**Work order**
Show all lines of the entries in which the word "endpoint" is found.

[Stored data entries]
★ ★ ★ ★ ★ ★ ★
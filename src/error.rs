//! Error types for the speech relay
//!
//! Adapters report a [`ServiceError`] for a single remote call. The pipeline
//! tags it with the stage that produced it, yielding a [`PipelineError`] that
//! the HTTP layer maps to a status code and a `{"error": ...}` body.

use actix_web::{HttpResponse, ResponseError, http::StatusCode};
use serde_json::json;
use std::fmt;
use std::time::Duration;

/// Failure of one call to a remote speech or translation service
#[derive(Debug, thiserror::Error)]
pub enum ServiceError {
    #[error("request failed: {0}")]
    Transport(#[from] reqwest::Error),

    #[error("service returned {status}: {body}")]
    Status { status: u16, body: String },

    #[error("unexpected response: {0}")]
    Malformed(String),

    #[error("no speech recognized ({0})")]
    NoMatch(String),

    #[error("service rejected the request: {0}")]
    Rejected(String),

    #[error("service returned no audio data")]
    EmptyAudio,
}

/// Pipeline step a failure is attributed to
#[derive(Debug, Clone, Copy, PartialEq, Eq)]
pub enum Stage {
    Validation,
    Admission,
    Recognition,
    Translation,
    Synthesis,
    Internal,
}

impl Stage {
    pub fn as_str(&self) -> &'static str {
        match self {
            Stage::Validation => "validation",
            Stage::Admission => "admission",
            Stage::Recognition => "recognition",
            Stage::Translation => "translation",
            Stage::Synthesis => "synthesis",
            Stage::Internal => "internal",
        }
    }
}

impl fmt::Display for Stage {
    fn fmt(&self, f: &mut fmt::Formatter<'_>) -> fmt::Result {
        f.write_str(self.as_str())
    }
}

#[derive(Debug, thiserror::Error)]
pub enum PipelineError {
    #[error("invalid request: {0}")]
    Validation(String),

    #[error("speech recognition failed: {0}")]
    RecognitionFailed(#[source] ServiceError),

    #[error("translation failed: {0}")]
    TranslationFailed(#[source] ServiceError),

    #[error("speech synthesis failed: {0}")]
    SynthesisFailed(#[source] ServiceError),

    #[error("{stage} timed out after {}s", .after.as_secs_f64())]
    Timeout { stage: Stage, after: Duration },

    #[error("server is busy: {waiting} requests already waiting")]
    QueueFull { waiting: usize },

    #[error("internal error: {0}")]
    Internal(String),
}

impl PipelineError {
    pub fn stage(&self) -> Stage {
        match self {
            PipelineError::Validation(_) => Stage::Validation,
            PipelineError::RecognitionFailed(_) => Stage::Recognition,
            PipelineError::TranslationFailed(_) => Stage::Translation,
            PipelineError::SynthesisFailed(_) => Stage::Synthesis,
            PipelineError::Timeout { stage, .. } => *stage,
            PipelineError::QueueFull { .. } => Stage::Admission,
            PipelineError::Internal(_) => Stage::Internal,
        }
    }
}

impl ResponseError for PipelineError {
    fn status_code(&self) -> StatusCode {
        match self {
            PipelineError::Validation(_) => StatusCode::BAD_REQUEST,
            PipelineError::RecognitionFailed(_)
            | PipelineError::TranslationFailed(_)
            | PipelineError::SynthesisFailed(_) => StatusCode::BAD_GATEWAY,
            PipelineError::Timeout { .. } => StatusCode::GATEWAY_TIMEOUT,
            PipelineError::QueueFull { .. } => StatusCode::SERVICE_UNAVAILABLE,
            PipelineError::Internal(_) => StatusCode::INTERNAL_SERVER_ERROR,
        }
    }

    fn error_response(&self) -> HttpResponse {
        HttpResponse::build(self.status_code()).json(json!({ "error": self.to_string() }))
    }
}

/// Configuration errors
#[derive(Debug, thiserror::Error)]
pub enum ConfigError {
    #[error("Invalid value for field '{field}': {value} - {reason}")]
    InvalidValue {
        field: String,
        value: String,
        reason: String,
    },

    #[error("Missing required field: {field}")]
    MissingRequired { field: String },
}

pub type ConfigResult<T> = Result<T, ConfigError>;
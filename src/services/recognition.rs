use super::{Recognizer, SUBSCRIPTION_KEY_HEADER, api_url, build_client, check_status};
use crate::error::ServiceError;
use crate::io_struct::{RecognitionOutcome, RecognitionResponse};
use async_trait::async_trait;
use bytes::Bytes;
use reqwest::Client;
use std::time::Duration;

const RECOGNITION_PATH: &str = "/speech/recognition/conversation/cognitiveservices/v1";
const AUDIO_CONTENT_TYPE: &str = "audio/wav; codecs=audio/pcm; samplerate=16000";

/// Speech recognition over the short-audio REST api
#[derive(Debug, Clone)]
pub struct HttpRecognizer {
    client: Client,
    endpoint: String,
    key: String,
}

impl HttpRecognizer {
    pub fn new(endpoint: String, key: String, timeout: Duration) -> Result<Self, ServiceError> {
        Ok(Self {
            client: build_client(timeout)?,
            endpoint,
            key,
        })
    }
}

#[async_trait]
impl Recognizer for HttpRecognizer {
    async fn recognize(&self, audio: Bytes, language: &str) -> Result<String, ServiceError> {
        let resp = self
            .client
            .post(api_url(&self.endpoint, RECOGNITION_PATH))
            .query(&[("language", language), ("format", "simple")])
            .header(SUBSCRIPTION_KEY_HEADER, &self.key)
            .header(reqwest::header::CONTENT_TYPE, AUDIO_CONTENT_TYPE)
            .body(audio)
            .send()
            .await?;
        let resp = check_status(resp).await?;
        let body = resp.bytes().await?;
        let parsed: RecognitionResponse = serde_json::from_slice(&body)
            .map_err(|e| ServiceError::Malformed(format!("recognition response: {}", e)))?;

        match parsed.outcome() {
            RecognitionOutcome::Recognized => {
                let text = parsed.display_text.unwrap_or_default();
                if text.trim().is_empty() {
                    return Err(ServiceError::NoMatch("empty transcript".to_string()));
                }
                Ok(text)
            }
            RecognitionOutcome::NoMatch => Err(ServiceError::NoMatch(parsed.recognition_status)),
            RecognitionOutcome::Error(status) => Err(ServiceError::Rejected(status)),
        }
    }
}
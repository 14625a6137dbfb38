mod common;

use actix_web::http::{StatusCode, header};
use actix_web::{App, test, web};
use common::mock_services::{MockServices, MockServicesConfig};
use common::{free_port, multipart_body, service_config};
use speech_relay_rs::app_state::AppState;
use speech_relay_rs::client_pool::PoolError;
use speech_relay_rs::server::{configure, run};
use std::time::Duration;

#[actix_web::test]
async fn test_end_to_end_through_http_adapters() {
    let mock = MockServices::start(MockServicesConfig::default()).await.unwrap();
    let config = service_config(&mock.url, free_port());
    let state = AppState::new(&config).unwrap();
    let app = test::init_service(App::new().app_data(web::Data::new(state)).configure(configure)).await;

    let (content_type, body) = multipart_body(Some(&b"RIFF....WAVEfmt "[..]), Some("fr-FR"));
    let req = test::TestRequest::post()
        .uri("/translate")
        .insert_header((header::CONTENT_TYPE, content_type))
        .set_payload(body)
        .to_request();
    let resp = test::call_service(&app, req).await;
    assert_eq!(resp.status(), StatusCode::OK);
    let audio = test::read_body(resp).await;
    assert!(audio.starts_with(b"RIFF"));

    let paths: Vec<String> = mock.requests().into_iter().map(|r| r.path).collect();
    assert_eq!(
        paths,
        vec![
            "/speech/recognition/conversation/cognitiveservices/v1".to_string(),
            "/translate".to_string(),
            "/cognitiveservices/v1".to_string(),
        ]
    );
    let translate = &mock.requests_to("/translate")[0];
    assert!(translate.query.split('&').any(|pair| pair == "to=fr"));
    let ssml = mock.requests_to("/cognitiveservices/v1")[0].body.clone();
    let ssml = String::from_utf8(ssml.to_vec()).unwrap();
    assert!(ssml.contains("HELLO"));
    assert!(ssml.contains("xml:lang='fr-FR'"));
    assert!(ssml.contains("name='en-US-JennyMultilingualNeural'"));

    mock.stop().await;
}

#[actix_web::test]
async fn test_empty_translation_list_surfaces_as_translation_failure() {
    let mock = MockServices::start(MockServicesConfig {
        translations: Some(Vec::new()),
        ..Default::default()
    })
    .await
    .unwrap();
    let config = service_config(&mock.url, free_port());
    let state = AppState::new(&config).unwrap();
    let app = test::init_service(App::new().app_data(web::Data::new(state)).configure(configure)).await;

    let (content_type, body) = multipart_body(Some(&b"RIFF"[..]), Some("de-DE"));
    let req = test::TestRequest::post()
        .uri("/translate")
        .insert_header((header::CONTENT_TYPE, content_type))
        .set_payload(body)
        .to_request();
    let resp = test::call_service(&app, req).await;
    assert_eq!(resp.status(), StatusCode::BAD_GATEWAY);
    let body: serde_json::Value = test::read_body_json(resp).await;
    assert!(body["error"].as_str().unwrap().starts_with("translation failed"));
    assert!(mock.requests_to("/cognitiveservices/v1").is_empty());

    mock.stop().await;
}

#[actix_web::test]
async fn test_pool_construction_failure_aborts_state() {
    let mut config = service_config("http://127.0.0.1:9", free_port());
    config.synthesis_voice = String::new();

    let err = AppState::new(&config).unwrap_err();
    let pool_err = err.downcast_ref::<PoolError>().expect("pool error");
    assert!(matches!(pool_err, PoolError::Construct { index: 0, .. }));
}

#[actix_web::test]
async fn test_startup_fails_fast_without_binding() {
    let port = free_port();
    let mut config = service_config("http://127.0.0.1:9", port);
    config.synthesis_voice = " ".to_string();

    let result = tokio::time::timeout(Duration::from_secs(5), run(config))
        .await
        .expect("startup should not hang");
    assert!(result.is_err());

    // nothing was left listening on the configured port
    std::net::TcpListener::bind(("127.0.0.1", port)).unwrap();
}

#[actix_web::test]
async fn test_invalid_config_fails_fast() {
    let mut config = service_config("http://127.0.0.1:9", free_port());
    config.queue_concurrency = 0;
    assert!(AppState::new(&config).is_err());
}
★ ★ ★ ★ ★ ★ ★
**The answer**
    endpoint: String,
    pub fn new(endpoint: String, key: String, timeout: Duration) -> Result<Self, ServiceError> {
            endpoint,
            .post(api_url(&self.endpoint, RECOGNITION_PATH))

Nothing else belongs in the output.